A new, government-funded, not-for-profit organization opened its doors Tuesday in Winnipeg, with the express purpose of helping the Prairie region recognize the risks, and potential opportunities, presented due to climate change.
ClimateWest will serve as a resource hub supported by some of the top climate-focused research organizations in the country: Prairie Adaptation Research Collaborative, based at the University of Regina; Prairie Climate Centre, based at the University of Winnipeg; and International Institute for Sustainable Development, with its headquarters in Winnipeg.
ClimateWest will focus on research and recommendations that address how communities will need to change and adapt in a warming world, instead of on the emissions mitigation side of the equation.
“Our mandate is to support greater climate adaptation across the Prairies by empowering people, businesses, communities, governments to use climate information and data in their decision making,” executive director Jane Hilderman said in an interview with the Free Press.

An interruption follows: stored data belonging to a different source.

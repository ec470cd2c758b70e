//! Word pools for room titles, flavor text and enemy names

use rand::Rng;

/// Pick one entry from a non-empty static pool.
pub fn pick<'a>(rng: &mut impl Rng, pool: &[&'a str]) -> &'a str {
    pool[rng.gen_range(0..pool.len())]
}

pub static BIOMES: &[&str] = &[
    "Whispering Crypts",
    "Iron Spires of Aethelgard",
    "Sanguine Halls",
    "Void Rift Delta",
    "Cursed Library of Irem",
    "Infernal Foundations",
];

pub static ROOM_ADJECTIVES: &[&str] = &[
    "Dark",
    "Ancient",
    "Crumbling",
    "Whispering",
    "Forgotten",
    "Bloodstained",
    "Silent",
    "Echoing",
    "Frozen",
    "Burning",
    "Cursed",
    "Hollow",
    "Shattered",
    "Abyssal",
    "Mossy",
    "Iron",
    "Obsidian",
    "Spectral",
    "Venomous",
    "Gilded",
    "Hidden",
    "Opulent",
];

pub static ROOM_NOUNS: &[&str] = &[
    "Chamber",
    "Hall",
    "Corridor",
    "Crypt",
    "Sanctum",
    "Passage",
    "Oubliette",
    "Archives",
    "Vault",
    "Bridge",
    "Atrium",
    "Dungeon",
    "Catacomb",
    "Prison",
    "Gallery",
    "Nave",
    "Cloister",
    "Sepulcher",
    "Market",
    "Alcove",
    "Study",
];

pub static ROOM_FLAVOR: &[&str] = &[
    "The air is thick with the metallic scent of old blood.",
    "Dust motes dance in the pale light of a single flickering torch.",
    "You hear the distant scratching of claws against stone.",
    "A cold draft chills you to the bone, carrying whispers of the dead.",
    "Shadows seem to lengthen and grasp at your feet as you walk.",
    "Ancient runes glow faintly on the walls, pulsing with a sick light.",
    "The silence here is oppressive, heavy like a physical weight.",
    "Water drips rhythmically from the ceiling, echoing in the darkness.",
    "Bones litter the floor, remnants of those who came before.",
    "A strange violet mist clings to the ground.",
    "Tattered tapestries depicting forgotten wars hang from the walls.",
    "The smell of incense and rot mingles in the air.",
];

pub static MERCHANT_FLAVOR: &[&str] = &[
    "A hooded figure sits by a campfire, wares spread on a rug.",
    "A goblin merchant grins, displaying gold teeth and strange potions.",
    "An ethereal spirit offers spectral goods for a price.",
    "A wandering blacksmith sharpens a blade, nodding as you approach.",
];

pub static SECRET_FLAVOR: &[&str] = &[
    "A draft from behind a bookshelf reveals a hidden passage.",
    "You notice the mortar on this wall is fresh. A loose brick gives way.",
    "Illusionary magic fades, revealing a door where none stood before.",
    "A false floor panel clicks beneath your boot.",
];

pub static PUZZLE_FLAVOR: &[&str] = &[
    "A massive stone door stands shut, lacking a keyhole but covered in movable tiles.",
    "Statues line the walls, their heads turned in different directions.",
    "A pool of water reflects a constellation that does not exist in the sky.",
    "Runes carved into the floor glow when stepped on in sequence.",
];

pub const TREASURE_DESCRIPTION: &str = "A magnificent chest sits in the center of the room.";
pub const TRAP_DESCRIPTION: &str = "The floor here is uneven, and small holes line the walls.";

pub const ENTRANCE_TITLE: &str = "Entrance Hall";
pub const ENTRANCE_DESCRIPTION: &str =
    "The heavy doors slam shut behind you. There is no turning back.";

pub static PATH_DESCRIPTIONS: &[&str] = &[
    "A narrow passage winding into gloom.",
    "A heavy iron door, slightly ajar and creaking.",
    "A crumbling archway leading into darkness.",
    "A well-lit corridor with strange markings.",
    "A steep staircase ascending into mist.",
    "A rough-hewn tunnel that smells of sulfur.",
    "A grand doorway flanked by gargoyles.",
    "A path slick with moss and water.",
    "A corridor echoing with distant chimes.",
];

pub static ENEMY_PREFIXES: &[&str] = &[
    "Cursed",
    "Feral",
    "Undead",
    "Void",
    "Armored",
    "Skeletal",
    "Ragebound",
    "Shadow",
    "Plague",
    "Infernal",
    "Elite",
];

pub static ENEMY_SPECIES: &[&str] = &[
    "Skeleton",
    "Spider",
    "Cultist",
    "Rat",
    "Golem",
    "Wraith",
    "Bandit",
    "Horror",
    "Knight",
    "Beast",
    "Sorcerer",
];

Hilderman said she knows, especially for smaller communities that can’t afford to bring someone onto the municipal payroll to look at climate change impacts, the amount of information available is daunting and hard to sort through. The hope is ClimateWest can help bridge the gap.
David Sauchyn, Prairie Adaptation Research Collaborative director, said the time has come: adaptation must be a bigger part of the conversations had about climate change.
“PARC’s been in the adaptation business for more than 20 years now. Initially, when we were launched, people complained that we’d given up on climate change, that if you focus on adaptation then you’re assuming that the climate is changing. And people weren’t sure 20 years ago, now they’re absolutely certain the climate is changing,” he said.
“So, even though mitigation is absolutely necessary to slow the rate of climate change, we know we’re living in a changed climate and therefore a certain amount of adaptation is required.”
Economic analysis of adaptation costs proves time and time again investing in adaptation earlier rather than later is beneficial, he said.
The first order of business for ClimateWest will be to establish a help desk, which will provide a public service of answering climate adaptation questions.
“Whether it’s a small town trying to track down the most relevant climate data for its geography and region, whether it’s a city planner that’s wondering if they have the right kind of design specs in terms of building for anticipated weather extremes,” Hilderman said, the vast research knowledge of the founding three partners will be tapped.
Sauchyn was one of the lead authors on a recent report released by Natural Resources Canada that identified how significant the impacts of climate change in the Prairies already have been, as well as how it will progress.
“Probably, the most challenging impact of climate change is going to be how it’s amplifying the severity of our weather. So, the wet seems to be getting wetter, the dry seems to be getting dryer,” Sauchyn said.
Funding for the research hub comes from the Manitoba, Saskatchewan and Alberta provincial governments, as well as the federal government.